The corner of 27th & P Street was a vacant lot that housed a mulberry tree and was used as a parking lot until the lower half of the building was erected in 1949. The upper half of the structure was added by Russell Eldridge in 1965. The first stores that opened were Russ Pharmacy and Kay’s Food Mart. Doc Russ passed away and the business was sold to Doc Schreibstein, who emptied the store one night and walked out on the note and the rent, never to be heard from again. With the advent of the chain groceries Kay’s Food Mart went bankrupt in the early sixties. Both stores sat vacant for months, partially over-lapping.
The Junior League opened The Thrift Shop in the former drug store in May, 1968 and the 7-11 became a tenant in September, 1964.
Now there are plently of reasons to still be sorry about this situation. Many people love P St. Pictures (GM only had a poster framed once from the store; it was very well done. Not cheap, but very well done.) And the 7-11 is pretty dingy.

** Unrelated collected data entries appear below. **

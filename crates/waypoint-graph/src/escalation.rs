// escalation.rs — EscalationMonitor: risk/priority threshold alerts.
//
// A goal escalates when its risk or priority crosses the configured
// threshold. Checked at creation, on risk mutations, and once per tick
// (the tick sweep also catches priority crossings caused by the
// scheduler's own boosts). Whether a goal re-alerts on every tick while
// it stays over threshold is configurable; the default re-alerts, which
// is the historical behavior.

use std::collections::HashSet;
use std::sync::Mutex;

use uuid::Uuid;

use crate::events::{GraphEvent, GraphEventKind};
use crate::goal::Goal;
use crate::graph::GoalGraph;

/// Escalation thresholds and re-notification policy.
#[derive(Debug, Clone)]
pub struct EscalationConfig {
    /// Risk at or above this escalates.
    pub risk_threshold: f64,
    /// Priority at or above this escalates.
    pub priority_threshold: f64,
    /// When true, a goal over threshold notifies on every check; when
    /// false, only a fresh crossing notifies (re-arming once the goal
    /// drops back under).
    pub renotify_every_tick: bool,
}

impl Default for EscalationConfig {
    fn default() -> Self {
        Self {
            risk_threshold: 0.7,
            priority_threshold: 2.0,
            renotify_every_tick: true,
        }
    }
}

/// A pending owner notification for an escalation that fired. Produced
/// under the graph lock, delivered by the caller once it is released so
/// a slow notifier sink never stalls other graph users.
pub(crate) struct EscalationNotice {
    pub(crate) owner: Option<String>,
    pub(crate) message: String,
}

/// Watches goals for risk/priority threshold crossings and emits
/// notifications through the observer sinks.
pub struct EscalationMonitor {
    config: EscalationConfig,
    /// Ids currently over threshold — drives the debounced mode.
    over: Mutex<HashSet<Uuid>>,
}

impl EscalationMonitor {
    pub fn new(config: EscalationConfig) -> Self {
        Self {
            config,
            over: Mutex::new(HashSet::new()),
        }
    }

    fn over_lock(&self) -> std::sync::MutexGuard<'_, HashSet<Uuid>> {
        self.over
            .lock()
            .unwrap_or_else(std::sync::PoisonError::into_inner)
    }

    /// Check one goal. On escalation, appends an `escalation` audit
    /// entry to the goal and returns the notice to deliver to its
    /// owner; the caller sends it after dropping the graph lock.
    pub(crate) fn check(&self, goal: &mut Goal) -> Option<EscalationNotice> {
        let crossed = goal.risk >= self.config.risk_threshold
            || goal.priority >= self.config.priority_threshold;

        let mut over = self.over_lock();
        if !crossed {
            over.remove(&goal.id);
            return None;
        }
        let fresh = over.insert(goal.id);
        if !self.config.renotify_every_tick && !fresh {
            return None;
        }
        drop(over);

        let message = format!(
            "escalation: goal '{}' ({}) exceeds risk/priority threshold",
            goal.description, goal.id
        );
        goal.add_audit("escalation", serde_json::json!({ "msg": message }));
        Some(EscalationNotice {
            owner: goal.owner.clone(),
            message,
        })
    }

    /// One sweep over all non-terminal goals; runs once per tick after
    /// reprioritization. Owner notifications go out after the graph lock
    /// is released. Returns the number of escalations fired.
    pub fn sweep(&self, graph: &GoalGraph) -> usize {
        let mut notices = Vec::new();
        let count;
        {
            let mut inner = graph.lock();
            let observers = graph.observers();

            // Terminal and removed goals can never re-cross, so their
            // ids leave the debounce set here.
            self.over_lock()
                .retain(|id| inner.goals.get(id).is_some_and(|g| !g.status.is_terminal()));

            let mut fired = Vec::new();
            let ids: Vec<Uuid> = inner.goals.keys().copied().collect();
            for id in ids {
                let Some(goal) = inner.goals.get_mut(&id) else {
                    continue;
                };
                if goal.status.is_terminal() {
                    continue;
                }
                if let Some(notice) = self.check(goal) {
                    notices.push(notice);
                    fired.push(GraphEvent::with_reason(
                        GraphEventKind::Escalation,
                        id,
                        "tick sweep",
                    ));
                }
            }
            count = fired.len();
            for event in fired {
                observers.audit(&event);
                inner.events.push(event);
            }
        }

        let observers = graph.observers();
        for notice in notices {
            if let Some(owner) = &notice.owner {
                observers.notify(owner, &notice.message);
            }
        }
        if count > 0 {
            observers.metric("escalations", count as f64);
        }
        count
    }
}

Even nice 7-11s aren’t that nice. But it sure upends the normal big-chain-kicking-out-small-indy narrative when the most historic store in that part of Georgetown is the big chain. It’s been here for almost 50 years.
Enzel ends with a few more references to this corner’s Herring Hill past:
Garden Market was not always Garden Market, the next door shoemaker is long gone, Washington Fine Properties across the street was formally, Mrs. Smith’s Pharmacy—a black owned drug store and Midtown Cleaners in the middle of the block was Mason’s Barber Shop—also black owned. The corner where Jean Pierre Antiques is was formally Brockman’s Grocery and Huge Jacobson’s Architecture was Beek’s Grocery. I’d like to wrap this up by saying; we didn’t have a block captain (whatever that is?). We knew each other and respected each other. I am not a neauveau Georgetowner , I am a Georgetown product with a sense of history and I trust I have put this issue in proper perspective.
You can disagree with how he’s handled this situation, but you’d be hard-pressed to say he doesn’t know or care about the neighborhood.